In Mosul, the pope spoke against a backdrop of ruins in a part of the city where an Islamic State captured a church and used it as a prison. Churches in the area were also destroyed during the battles to get the town back in 2016 and 2017.

“How hard it is for this country to be hit hard, the cradle of civilization, with ancient places of worship destroyed and thousands of people – Muslims, Christians, the Yazidis, who were severely destroyed with terrorism, and others – strongly moved or killed, ”said the pope. “If God is the God of peace – for so it is – it is wrong for us to pay war in his name.”

Islamic State defeated Mosul in 2014 when the opposition group crossed Iraq and Syria and launched a global campaign for terrorist attacks. It was in Mosul that the group’s deputy leader, Abu Bakr al-Baghdadi, announced the establishment of a caliphate, believing the fate of Islamic emperors from history.

Once a city of more than a million people, Mosul was the largest population center captured by the Islamic State, and was at the heart of its ordeal in a rigid religious government.

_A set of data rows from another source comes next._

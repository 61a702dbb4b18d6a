//! Client authentication.

use aprsgate_core::{Directory, DirectoryError};
use aprsgate_protocol::{base_callsign, is_valid_callsign, normalize, verify_passcode};
use async_trait::async_trait;
use std::sync::Arc;
use thiserror::Error;

/// Authentication errors.
#[derive(Debug, Error)]
pub enum AuthError {
    #[error("Invalid callsign: {0}")]
    InvalidCallsign(String),

    #[error("Wrong passcode for {0}")]
    BadPasscode(String),

    #[error("{0} is not served by this gateway")]
    NotServed(String),

    #[error(transparent)]
    Directory(#[from] DirectoryError),
}

/// Decides whether a client may act as a callsign.
#[async_trait]
pub trait Authenticator: Send + Sync {
    /// Check the credentials and return the normalized callsign.
    ///
    /// # Errors
    ///
    /// Returns an error if the client may not log in as `callsign`.
    async fn authenticate(&self, callsign: &str, passcode: &str) -> Result<String, AuthError>;
}

/// Accepts the APRS-IS passcode of a callsign served by the directory.
pub struct PasscodeAuthenticator {
    directory: Arc<dyn Directory>,
}

impl PasscodeAuthenticator {
    #[must_use]
    pub fn new(directory: Arc<dyn Directory>) -> Self {
        Self { directory }
    }
}

#[async_trait]
impl Authenticator for PasscodeAuthenticator {
    async fn authenticate(&self, callsign: &str, passcode: &str) -> Result<String, AuthError> {
        let callsign = normalize(callsign);
        if !is_valid_callsign(&callsign) {
            return Err(AuthError::InvalidCallsign(callsign));
        }
        if !verify_passcode(&callsign, passcode) {
            return Err(AuthError::BadPasscode(callsign));
        }

        let base = base_callsign(&callsign);
        if !self.directory.is_served(&base).await? {
            return Err(AuthError::NotServed(base));
        }
        Ok(callsign)
    }
}

#[cfg(test)]
mod tests {
    use super::*;
    use aprsgate_core::MemoryDirectory;

    fn authenticator() -> PasscodeAuthenticator {
        PasscodeAuthenticator::new(Arc::new(MemoryDirectory::new(["K8SDR"])))
    }

    #[tokio::test]
    async fn test_valid_login() {
        let callsign = authenticator()
            .authenticate(" k8sdr-7 ", "14750")
            .await
            .unwrap();
        assert_eq!(callsign, "K8SDR-7");
    }

    #[tokio::test]
    async fn test_rejected_logins() {
        let auth = authenticator();
        assert!(matches!(
            auth.authenticate("K8SDR", "12345").await,
            Err(AuthError::BadPasscode(_))
        ));
        assert!(matches!(
            auth.authenticate("bad call", "1").await,
            Err(AuthError::InvalidCallsign(_))
        ));
        assert!(matches!(
            auth.authenticate("W1ABC", "9873").await,
            Err(AuthError::NotServed(_))
        ));
    }
}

The group blew historic landmarks, exterminated Christians, and committed racism against the Yazidi religious minority, according to the United Nations.

About 500,000 Mosul residents, including more than 120,000 Christians, have fled the rule of the Islamic state, whose record of destruction there includes the tomb of the prophet. Jonah’s Old Testament, thousands of rare books and manuscripts from the federal library and part of the walls of ancient Nineveh.

With the support of U.S. air power and the coalition, Iraqi forces recaptured Mosul in 2017 after a nine-month battle that led to some of the most intense civil war since World War II. The battle left the town in ruins.

Visiting Mosul, Pope Francis called attention to the situation of a city that is still struggling to rebuild and where many residents feel neglected by the central government there. in Baghdad. Years after the city was liberated, the reconstruction effort has been hampered by disorganization and lack of resources.

The pope recognized Muslims who helped resettle their Christian neighbors in Mosul, who said that “the true identity of this city is homosexual coexistence between people from different backgrounds. and cultures. “

After the ceremony, the pope inspected old churches and stopped praying in silence in front of one of them.

People celebrated before Pope Francis arrived for Mass at a football stadium in Erbil on Sunday.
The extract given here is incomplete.